El crecimiento acelerado de la inteligencia artificial está detonando una crisis global de memoria que, tarde o temprano, afectará al negocio de las principales compañías de videojuegos: PlayStation, Xbox y Nintendo. Aunque algunos analistas consideran que los efectos más severos aún están por llegar, otros advierten que las primeras señales ya son visibles en la industria tecnológica. A largo plazo, coinciden, Nintendo sería la empresa más vulnerable ante este escenario.
El panorama general no es alentador. Especialistas señalan que la escasez de memoria podría extenderse durante varios años, lo que provocaría aumentos de precios, posibles faltantes de productos y mayores complicaciones para el mercado del gaming, especialmente en PC. En este contexto, PlayStation —y en menor medida Xbox— enfrentarían un impacto menor debido a que su modelo de negocio no depende exclusivamente de la venta de videojuegos.

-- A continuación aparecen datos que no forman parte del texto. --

use std::sync::Arc;
use std::time::Duration;

use tokio::sync::Semaphore;
use tokio::time::{interval_at, Instant};

use super::barrier::DoneSignal;

const REFILL_PERIOD: Duration = Duration::from_millis(100);
const REFILLS_PER_SEC: u64 = 10;

/// Outcome of waiting for permission to start a request.
#[derive(Debug, Clone, Copy, PartialEq, Eq)]
pub enum Pace {
    Continue,
    Break,
}

/// Paces request starts to a target rate.
///
/// The bucket variant is a leaky bucket: burst capacity `max(1, rate / 10)`,
/// refilled every 100 ms by a background task that exits when the workload
/// completes. The no-op variant never suspends.
pub enum RateLimiter {
    Noop,
    Bucket { permits: Arc<Semaphore> },
}

impl RateLimiter {
    #[must_use]
    pub fn noop() -> Self {
        RateLimiter::Noop
    }

    /// Creates a bucket limiter for `rate` requests per second and spawns
    /// its refill task. Must be called from within a runtime.
    #[must_use]
    pub fn bucket(rate: u64, done: DoneSignal) -> Self {
        let capacity = usize::try_from((rate / REFILLS_PER_SEC).max(1)).unwrap_or(usize::MAX);
        let permits = Arc::new(Semaphore::new(capacity));
        spawn_refill_task(Arc::clone(&permits), rate, capacity, done);
        RateLimiter::Bucket { permits }
    }

    /// Suspends until a token is available, or returns [`Pace::Break`] as
    /// soon as `done` fires during the wait.
    pub async fn pace(&self, done: &mut DoneSignal) -> Pace {
        match self {
            RateLimiter::Noop => Pace::Continue,
            RateLimiter::Bucket { permits } => {
                if done.fired() {
                    return Pace::Break;
                }
                tokio::select! {
                    () = done.wait() => Pace::Break,
                    acquired = permits.acquire() => match acquired {
                        Ok(permit) => {
                            permit.forget();
                            Pace::Continue
                        }
                        Err(_) => Pace::Break,
                    },
                }
            }
        }
    }
}

fn spawn_refill_task(permits: Arc<Semaphore>, rate: u64, capacity: usize, mut done: DoneSignal) {
    tokio::spawn(async move {
        let base = rate / REFILLS_PER_SEC;
        let rem = rate % REFILLS_PER_SEC;
        let mut carry = 0u64;
        let mut tick = interval_at(Instant::now() + REFILL_PERIOD, REFILL_PERIOD);
        loop {
            tokio::select! {
                () = done.wait() => break,
                _ = tick.tick() => {
                    carry += rem;
                    let extra = carry / REFILLS_PER_SEC;
                    carry %= REFILLS_PER_SEC;
                    let tokens = usize::try_from(base.saturating_add(extra)).unwrap_or(usize::MAX);
                    let available = permits.available_permits();
                    let headroom = capacity.saturating_sub(available);
                    permits.add_permits(tokens.min(headroom));
                }
            }
        }
    });
}

#[cfg(test)]
mod tests {
    use super::*;
    use crate::engine::barrier::CompletionBarrier;
    use tokio::time::Instant;

    #[tokio::test]
    async fn noop_never_suspends() {
        let barrier = CompletionBarrier::counted(1);
        let mut done = barrier.done();
        assert_eq!(RateLimiter::noop().pace(&mut done).await, Pace::Continue);
    }

    #[tokio::test]
    async fn bucket_breaks_when_done_fires() {
        let barrier = CompletionBarrier::counted(1);
        let limiter = RateLimiter::bucket(10, barrier.done());
        let mut done = barrier.done();

        // Drain the initial burst capacity.
        assert_eq!(limiter.pace(&mut done).await, Pace::Continue);

        barrier.cancel();
        assert_eq!(limiter.pace(&mut done).await, Pace::Break);
    }

    #[tokio::test(start_paused = true)]
    async fn bucket_paces_roughly_at_rate() {
        let barrier = CompletionBarrier::counted(u64::MAX);
        let limiter = RateLimiter::bucket(50, barrier.done());
        let mut done = barrier.done();

        let start = Instant::now();
        // Burst capacity is 5; ten more tokens need ~200 ms of refills.
        for _ in 0..15 {
            assert_eq!(limiter.pace(&mut done).await, Pace::Continue);
        }
        let elapsed = start.elapsed();
        assert!(elapsed >= Duration::from_millis(150), "took {:?}", elapsed);
        barrier.cancel();
    }
}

Nintendo, la más expuesta ante la crisis
Hasta ahora, los efectos más claros de la crisis de memoria se han reflejado en el mercado de PC, donde el costo de los componentes se ha incrementado de forma notable, haciendo cada vez más caro armar o actualizar una computadora. A esto se suma la posibilidad de que otros productos tecnológicos de consumo, como televisores, teléfonos móviles y tabletas, también registren alzas en sus precios.
Este escenario ha encendido las alertas sobre un posible aumento en el costo de las consolas. Durante el último año, tanto Sony como Microsoft ajustaron al alza los precios de PS5 y Xbox Series X|S en distintos mercados, mientras que Nintendo hizo lo propio con varios modelos de Switch, al menos en Estados Unidos. Sin embargo, los expertos consideran que Nintendo enfrenta un riesgo mayor.
Un análisis reciente de Yahoo Japón, citado por medios especializados, señala que el valor de las acciones de Nintendo ha resentido más la situación que el de Sony. Esto se debe, principalmente, a que Sony cuenta con un negocio ampliamente diversificado en sectores como la música y el cine, mientras que Nintendo, pese a sus esfuerzos de expansión en los últimos años, sigue dependiendo en gran medida del negocio de los videojuegos.
Switch 2 podría resentir el impacto
Los analistas destacan que una parte significativa de los ingresos de Sony proviene de servicios como PlayStation Plus, lo que le brinda mayor estabilidad ante crisis de este tipo. En contraste, Nintendo tiene una menor presencia en el mercado de servicios digitales, lo que limita su margen de maniobra.
Sony ya aseguró que dispone de los componentes necesarios para enfrentar la escasez de memoria en el mediano plazo. Por su parte, ni Nintendo ni Xbox han detallado públicamente sus estrategias para hacer frente a este problema. No obstante, se estima que Xbox se encuentra en una posición más sólida que Nintendo gracias a la diversificación del negocio de Microsoft.
De agravarse la crisis, los expertos advierten que Nintendo sería la compañía más afectada, lo que podría traducirse en un aumento de precio para Switch 2, consola que ya habría superado los 10 millones de unidades vendidas.
La escasez de memoria podría prolongarse hasta 2028
La situación se complica aún más con la decisión de empresas como Micron Technology, que recientemente abandonó el mercado de memoria RAM para consumidores con el fin de concentrarse en los centros de datos de inteligencia artificial, sector que actualmente concentra la mayor demanda de memoria a nivel global.
Christopher Moore, vicepresidente de marketing de la compañía, explicó en una entrevista que la inteligencia artificial ya consume entre el 50 y 60% de la memoria disponible en el mercado. Para equilibrar la oferta entre la IA y los consumidores, los fabricantes deberán ampliar su capacidad de producción mediante nuevas plantas, un proceso que tomará tiempo. De acuerdo con las proyecciones, el mercado de memoria para consumo podría estabilizarse hasta 2028.